Filigno insiste sur ces traditions à transmettre avec scrupule, - trésor de leçons et d'exemples accru d'âge en âge et dont rien n'est à perdre. L'avisé marchand voit loin... « Gli stati mutano, et non hanno fermezza... » Il faut être prêt à tout.

« Je prie encore, ajoute-t-il, que non-seulement vous conserviez l'avoir, mais encore l'état acquis par nos anciens, lequel est grand et voulait être plus grand, et commence à manquer pour disette de vaillants hommes qu'avions... Et tant était notre famille que l'on disait : Il tousse comme un Médicis. Et chacun de trembler. Et ce disait-on encore, quand un citoyen faisait violence ou injure à aucun: Que serait-ce s'il le faisait à un Médicis !

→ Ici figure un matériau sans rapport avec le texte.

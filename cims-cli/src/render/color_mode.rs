use clap::ValueEnum;
use std::io::{self, IsTerminal};

#[derive(Copy, Clone, Debug, ValueEnum)]
pub enum ColorMode {
    Auto,
    Always,
    Never,
}

impl ColorMode {
    /// `Auto` disables colors when `NO_COLOR` is set or stdout is not a terminal.
    pub fn use_color(self) -> bool {
        match self {
            ColorMode::Always => true,
            ColorMode::Never => false,
            ColorMode::Auto => {
                if std::env::var_os("NO_COLOR").is_some() {
                    false
                } else {
                    io::stdout().is_terminal()
                }
            }
        }
    }
}
mod base_cli;
mod cli_mode;
mod user_gate;

pub use base_cli::BaseCli;
pub use cli_mode::CliModeResult;
pub use user_gate::{UserGate, resolve_user};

>> Ce néanmoins toujours la famille est grande d'amis et de richesses, et plaise à Dieu nous conserver...

» J'écrirai en plusieurs parties ce livre. D'abord je tiendrai compte de tous actes à mon su, assavoir: dots, contrats, compromis et autres, puis j'inscrirai tous les achats faits et les noms de ceux qui ont fait les actes, puis relaterai toutes les maisons et terres limitées que nous possédons aujourd'hui1. »

Il y a plaisir à surprendre en robe de chambre ses héros. Quittant cette branche collatérale (ce Filigno est le frère de Jean, père du grand Cosme), on pourrait

1. Texte tiré des pièces et notes de FABRONIUS, ad vitam Laurent. Medic., dans Roscoë, Vie de Laurent de Médicis, t. I, note 1.